_TASK DIRECTIONS_
Beginning with the line containing "pub use error::CheckDefinitionError;", give every line again exactly as it is, ending with the last line of the entries.

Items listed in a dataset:
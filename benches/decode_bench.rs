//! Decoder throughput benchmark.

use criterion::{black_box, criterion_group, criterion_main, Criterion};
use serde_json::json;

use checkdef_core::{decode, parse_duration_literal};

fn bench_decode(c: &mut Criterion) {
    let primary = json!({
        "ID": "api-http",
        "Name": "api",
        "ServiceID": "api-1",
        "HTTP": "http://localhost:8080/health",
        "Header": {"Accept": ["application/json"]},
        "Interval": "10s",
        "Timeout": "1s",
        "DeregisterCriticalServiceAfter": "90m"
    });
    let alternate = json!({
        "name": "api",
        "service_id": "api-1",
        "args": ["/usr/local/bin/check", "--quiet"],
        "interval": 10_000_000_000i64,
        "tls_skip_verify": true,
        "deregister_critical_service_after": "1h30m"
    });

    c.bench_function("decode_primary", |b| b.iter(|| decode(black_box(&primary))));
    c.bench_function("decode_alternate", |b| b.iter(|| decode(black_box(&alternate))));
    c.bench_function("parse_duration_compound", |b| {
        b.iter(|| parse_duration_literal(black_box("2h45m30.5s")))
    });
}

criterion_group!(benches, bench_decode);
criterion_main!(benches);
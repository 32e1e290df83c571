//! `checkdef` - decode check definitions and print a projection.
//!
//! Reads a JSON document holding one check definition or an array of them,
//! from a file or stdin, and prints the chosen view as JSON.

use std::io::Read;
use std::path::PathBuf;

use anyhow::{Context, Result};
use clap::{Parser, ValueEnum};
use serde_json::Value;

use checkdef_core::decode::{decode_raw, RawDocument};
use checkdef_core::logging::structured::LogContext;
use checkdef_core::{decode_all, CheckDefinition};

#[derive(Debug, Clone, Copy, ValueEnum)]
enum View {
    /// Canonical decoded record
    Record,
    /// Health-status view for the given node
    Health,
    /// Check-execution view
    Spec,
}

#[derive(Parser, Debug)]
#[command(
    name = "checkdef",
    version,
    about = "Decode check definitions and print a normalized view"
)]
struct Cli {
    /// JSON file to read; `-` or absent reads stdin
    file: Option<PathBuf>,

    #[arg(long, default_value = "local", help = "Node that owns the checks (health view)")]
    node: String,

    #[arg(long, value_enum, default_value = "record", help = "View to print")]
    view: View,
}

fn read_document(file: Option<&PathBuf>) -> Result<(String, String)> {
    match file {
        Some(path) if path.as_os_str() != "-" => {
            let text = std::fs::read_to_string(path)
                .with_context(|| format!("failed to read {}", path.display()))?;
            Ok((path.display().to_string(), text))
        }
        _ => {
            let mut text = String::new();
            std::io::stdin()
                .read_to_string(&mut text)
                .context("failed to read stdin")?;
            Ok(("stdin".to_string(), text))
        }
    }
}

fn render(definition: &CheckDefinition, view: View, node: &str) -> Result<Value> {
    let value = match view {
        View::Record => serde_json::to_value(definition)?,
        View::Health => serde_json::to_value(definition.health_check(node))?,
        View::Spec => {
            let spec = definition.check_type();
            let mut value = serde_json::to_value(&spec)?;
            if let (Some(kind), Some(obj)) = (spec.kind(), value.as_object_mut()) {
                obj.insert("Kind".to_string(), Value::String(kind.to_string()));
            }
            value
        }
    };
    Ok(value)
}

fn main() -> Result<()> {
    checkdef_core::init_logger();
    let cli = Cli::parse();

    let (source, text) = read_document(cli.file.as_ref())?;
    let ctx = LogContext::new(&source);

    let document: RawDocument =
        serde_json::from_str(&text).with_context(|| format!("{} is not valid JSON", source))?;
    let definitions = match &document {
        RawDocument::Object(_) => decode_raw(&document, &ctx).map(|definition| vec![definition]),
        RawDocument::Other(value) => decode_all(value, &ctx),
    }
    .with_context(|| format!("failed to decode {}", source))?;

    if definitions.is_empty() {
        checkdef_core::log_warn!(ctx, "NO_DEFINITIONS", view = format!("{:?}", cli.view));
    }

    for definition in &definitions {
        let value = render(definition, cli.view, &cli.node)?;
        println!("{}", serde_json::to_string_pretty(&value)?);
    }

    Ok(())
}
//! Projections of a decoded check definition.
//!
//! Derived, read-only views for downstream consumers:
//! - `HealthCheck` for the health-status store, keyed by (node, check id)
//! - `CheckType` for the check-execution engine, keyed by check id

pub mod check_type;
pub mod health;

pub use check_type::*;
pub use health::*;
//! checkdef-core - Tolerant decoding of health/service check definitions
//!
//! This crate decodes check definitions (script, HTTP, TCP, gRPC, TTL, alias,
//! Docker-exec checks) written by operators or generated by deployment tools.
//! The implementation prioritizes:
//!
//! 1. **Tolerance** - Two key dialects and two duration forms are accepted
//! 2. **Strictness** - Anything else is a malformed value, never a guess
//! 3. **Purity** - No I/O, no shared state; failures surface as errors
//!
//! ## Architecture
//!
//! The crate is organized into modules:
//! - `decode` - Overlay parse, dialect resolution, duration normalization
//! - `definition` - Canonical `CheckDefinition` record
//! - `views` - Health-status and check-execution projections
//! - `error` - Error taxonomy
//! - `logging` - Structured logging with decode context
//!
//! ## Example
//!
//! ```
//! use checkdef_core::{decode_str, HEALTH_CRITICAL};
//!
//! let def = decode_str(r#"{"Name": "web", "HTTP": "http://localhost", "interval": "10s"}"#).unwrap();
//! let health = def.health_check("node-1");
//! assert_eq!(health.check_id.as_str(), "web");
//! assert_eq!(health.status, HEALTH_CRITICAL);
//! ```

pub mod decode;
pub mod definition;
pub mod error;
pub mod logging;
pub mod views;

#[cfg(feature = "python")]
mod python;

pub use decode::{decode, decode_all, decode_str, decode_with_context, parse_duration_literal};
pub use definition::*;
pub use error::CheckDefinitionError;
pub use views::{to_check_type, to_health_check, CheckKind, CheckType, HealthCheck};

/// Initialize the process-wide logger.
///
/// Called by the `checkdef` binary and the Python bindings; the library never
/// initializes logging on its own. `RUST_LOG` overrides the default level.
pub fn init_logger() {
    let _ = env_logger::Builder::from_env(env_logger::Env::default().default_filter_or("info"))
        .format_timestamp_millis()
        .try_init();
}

_RESPONSE TO THIS TASK_
pub use error::CheckDefinitionError;
pub use views::{to_check_type, to_health_check, CheckKind, CheckType, HealthCheck};

/// Initialize the process-wide logger.
///
/// Called by the `checkdef` binary and the Python bindings; the library never
/// initializes logging on its own. `RUST_LOG` overrides the default level.
pub fn init_logger() {
    let _ = env_logger::Builder::from_env(env_logger::Env::default().default_filter_or("info"))
        .format_timestamp_millis()
        .try_init();
}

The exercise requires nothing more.